§ What is required
Show every line of the data that includes the word "updates".

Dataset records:
○ ○ ○
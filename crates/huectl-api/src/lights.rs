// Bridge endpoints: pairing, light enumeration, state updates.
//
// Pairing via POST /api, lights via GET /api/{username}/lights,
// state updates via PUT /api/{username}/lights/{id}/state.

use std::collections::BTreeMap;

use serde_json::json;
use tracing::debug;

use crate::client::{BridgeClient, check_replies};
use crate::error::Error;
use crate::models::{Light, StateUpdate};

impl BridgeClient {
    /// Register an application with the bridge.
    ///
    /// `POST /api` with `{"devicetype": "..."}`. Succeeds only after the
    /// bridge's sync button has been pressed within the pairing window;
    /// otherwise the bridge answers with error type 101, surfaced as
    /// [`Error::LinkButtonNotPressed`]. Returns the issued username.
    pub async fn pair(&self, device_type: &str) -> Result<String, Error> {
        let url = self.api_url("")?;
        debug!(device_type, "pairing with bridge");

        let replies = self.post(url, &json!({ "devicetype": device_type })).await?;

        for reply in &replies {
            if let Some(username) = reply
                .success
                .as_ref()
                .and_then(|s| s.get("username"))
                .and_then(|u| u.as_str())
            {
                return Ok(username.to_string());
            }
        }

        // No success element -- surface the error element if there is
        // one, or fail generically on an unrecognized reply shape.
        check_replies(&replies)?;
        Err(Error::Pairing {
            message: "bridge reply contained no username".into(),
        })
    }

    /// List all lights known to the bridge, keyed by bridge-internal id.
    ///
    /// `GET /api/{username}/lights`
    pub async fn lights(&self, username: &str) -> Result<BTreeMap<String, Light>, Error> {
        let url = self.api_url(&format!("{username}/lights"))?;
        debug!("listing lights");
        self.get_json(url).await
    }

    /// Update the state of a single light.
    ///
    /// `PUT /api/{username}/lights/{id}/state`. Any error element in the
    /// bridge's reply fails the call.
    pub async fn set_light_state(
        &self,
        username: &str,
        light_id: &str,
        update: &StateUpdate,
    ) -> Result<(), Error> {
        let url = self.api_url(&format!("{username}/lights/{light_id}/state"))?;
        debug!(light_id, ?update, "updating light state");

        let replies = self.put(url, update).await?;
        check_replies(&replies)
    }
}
○ ○ ○
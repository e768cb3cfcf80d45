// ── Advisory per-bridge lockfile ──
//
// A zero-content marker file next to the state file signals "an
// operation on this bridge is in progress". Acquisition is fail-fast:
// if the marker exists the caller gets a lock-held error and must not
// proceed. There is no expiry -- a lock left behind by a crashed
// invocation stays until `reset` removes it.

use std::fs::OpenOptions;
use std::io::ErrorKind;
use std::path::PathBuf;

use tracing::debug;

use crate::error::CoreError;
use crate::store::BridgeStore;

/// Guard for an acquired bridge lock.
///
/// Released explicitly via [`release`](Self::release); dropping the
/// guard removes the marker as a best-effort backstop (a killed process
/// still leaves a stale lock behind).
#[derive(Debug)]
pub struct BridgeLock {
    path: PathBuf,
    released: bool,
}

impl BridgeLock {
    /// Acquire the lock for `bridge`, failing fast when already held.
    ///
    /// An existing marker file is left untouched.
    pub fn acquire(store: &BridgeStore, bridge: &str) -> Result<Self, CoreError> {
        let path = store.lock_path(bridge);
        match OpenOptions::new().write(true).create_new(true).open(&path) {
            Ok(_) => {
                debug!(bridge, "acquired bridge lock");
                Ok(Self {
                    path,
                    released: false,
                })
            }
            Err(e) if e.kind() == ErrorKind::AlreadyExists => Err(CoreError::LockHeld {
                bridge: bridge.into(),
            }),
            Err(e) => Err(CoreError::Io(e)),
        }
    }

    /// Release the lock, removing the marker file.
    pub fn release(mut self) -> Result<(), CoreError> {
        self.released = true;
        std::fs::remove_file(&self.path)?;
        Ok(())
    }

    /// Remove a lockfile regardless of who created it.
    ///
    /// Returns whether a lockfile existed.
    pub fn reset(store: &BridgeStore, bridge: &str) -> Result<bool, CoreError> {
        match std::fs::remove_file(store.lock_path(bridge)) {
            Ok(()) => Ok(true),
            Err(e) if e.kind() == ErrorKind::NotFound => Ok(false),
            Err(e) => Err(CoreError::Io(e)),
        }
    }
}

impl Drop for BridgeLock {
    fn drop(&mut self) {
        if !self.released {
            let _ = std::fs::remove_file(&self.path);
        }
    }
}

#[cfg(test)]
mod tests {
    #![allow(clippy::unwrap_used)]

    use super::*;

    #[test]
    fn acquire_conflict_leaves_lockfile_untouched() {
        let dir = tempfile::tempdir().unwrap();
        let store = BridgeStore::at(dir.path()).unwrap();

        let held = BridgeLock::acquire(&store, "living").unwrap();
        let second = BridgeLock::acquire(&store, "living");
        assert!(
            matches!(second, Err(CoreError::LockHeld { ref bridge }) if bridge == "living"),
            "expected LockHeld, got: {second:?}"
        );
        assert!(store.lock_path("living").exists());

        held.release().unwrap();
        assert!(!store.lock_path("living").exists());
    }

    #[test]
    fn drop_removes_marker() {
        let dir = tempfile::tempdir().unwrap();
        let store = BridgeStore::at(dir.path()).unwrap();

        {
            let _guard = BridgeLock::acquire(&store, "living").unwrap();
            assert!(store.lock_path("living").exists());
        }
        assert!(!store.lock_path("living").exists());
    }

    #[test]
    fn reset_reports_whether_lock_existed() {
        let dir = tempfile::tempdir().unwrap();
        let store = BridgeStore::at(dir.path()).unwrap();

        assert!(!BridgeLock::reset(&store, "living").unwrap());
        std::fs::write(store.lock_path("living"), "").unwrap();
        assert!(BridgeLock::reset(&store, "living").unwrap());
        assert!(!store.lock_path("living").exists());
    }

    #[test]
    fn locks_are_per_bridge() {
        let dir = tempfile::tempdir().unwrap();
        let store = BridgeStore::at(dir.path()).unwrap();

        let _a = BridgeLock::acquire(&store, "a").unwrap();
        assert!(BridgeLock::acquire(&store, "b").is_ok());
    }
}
○ ○ ○
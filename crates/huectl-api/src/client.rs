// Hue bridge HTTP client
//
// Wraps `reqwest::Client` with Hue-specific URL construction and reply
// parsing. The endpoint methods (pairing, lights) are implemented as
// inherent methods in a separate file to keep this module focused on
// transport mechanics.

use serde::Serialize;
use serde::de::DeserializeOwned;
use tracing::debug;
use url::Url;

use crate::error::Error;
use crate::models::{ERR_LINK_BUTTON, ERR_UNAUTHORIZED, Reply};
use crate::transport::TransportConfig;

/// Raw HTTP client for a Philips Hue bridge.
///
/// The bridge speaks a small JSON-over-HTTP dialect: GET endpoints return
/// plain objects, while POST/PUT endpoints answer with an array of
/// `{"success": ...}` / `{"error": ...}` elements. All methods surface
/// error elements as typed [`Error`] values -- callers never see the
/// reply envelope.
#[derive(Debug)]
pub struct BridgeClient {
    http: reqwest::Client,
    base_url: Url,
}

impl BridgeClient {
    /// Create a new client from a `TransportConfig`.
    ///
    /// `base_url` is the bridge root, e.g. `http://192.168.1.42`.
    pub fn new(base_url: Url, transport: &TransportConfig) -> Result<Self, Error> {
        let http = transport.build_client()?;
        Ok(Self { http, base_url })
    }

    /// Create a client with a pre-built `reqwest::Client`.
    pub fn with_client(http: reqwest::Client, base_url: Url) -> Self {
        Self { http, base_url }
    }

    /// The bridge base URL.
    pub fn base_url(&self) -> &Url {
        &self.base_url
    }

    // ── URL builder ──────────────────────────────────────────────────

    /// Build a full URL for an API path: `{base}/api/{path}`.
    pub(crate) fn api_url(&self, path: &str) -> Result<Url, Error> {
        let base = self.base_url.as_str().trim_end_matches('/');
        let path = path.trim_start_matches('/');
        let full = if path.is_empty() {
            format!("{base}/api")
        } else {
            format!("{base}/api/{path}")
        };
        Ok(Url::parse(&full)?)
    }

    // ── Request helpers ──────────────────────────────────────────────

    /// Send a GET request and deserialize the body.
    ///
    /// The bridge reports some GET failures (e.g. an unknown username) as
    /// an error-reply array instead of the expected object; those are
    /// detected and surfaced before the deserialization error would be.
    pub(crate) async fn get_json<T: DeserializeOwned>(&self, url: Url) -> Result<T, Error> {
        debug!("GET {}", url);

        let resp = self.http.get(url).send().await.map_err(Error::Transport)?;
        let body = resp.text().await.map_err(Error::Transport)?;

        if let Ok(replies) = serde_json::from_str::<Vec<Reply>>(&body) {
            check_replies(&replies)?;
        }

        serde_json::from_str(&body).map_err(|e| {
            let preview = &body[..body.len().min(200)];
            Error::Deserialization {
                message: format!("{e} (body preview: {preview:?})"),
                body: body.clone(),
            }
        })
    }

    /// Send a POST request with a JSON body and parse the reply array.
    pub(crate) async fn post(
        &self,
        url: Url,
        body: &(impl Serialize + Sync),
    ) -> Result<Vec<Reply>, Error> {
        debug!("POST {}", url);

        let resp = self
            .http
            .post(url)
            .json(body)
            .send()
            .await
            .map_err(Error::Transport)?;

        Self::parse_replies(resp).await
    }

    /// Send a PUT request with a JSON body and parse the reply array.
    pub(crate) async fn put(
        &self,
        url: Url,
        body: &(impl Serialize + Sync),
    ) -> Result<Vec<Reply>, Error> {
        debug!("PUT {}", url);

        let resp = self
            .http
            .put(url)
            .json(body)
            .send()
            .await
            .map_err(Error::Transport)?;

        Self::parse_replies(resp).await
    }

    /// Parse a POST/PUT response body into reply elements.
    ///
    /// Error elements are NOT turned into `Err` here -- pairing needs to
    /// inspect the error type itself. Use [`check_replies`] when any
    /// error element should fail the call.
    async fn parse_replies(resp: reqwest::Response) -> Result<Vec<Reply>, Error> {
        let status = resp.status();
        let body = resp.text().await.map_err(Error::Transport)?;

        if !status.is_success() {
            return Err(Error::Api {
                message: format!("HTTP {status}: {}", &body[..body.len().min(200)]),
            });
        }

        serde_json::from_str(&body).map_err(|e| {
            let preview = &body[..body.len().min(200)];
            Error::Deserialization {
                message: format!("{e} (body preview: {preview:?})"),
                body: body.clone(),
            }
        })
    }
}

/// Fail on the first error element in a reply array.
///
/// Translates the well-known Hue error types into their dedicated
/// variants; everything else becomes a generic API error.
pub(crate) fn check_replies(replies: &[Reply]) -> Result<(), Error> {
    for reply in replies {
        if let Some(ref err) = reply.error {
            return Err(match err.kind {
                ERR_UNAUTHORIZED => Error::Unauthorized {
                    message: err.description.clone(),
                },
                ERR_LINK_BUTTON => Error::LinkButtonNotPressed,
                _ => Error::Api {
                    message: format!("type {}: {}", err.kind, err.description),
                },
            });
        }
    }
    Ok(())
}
○ ○ ○
§ Expected answer
// Bridge endpoints: pairing, light enumeration, state updates.
// state updates via PUT /api/{username}/lights/{id}/state.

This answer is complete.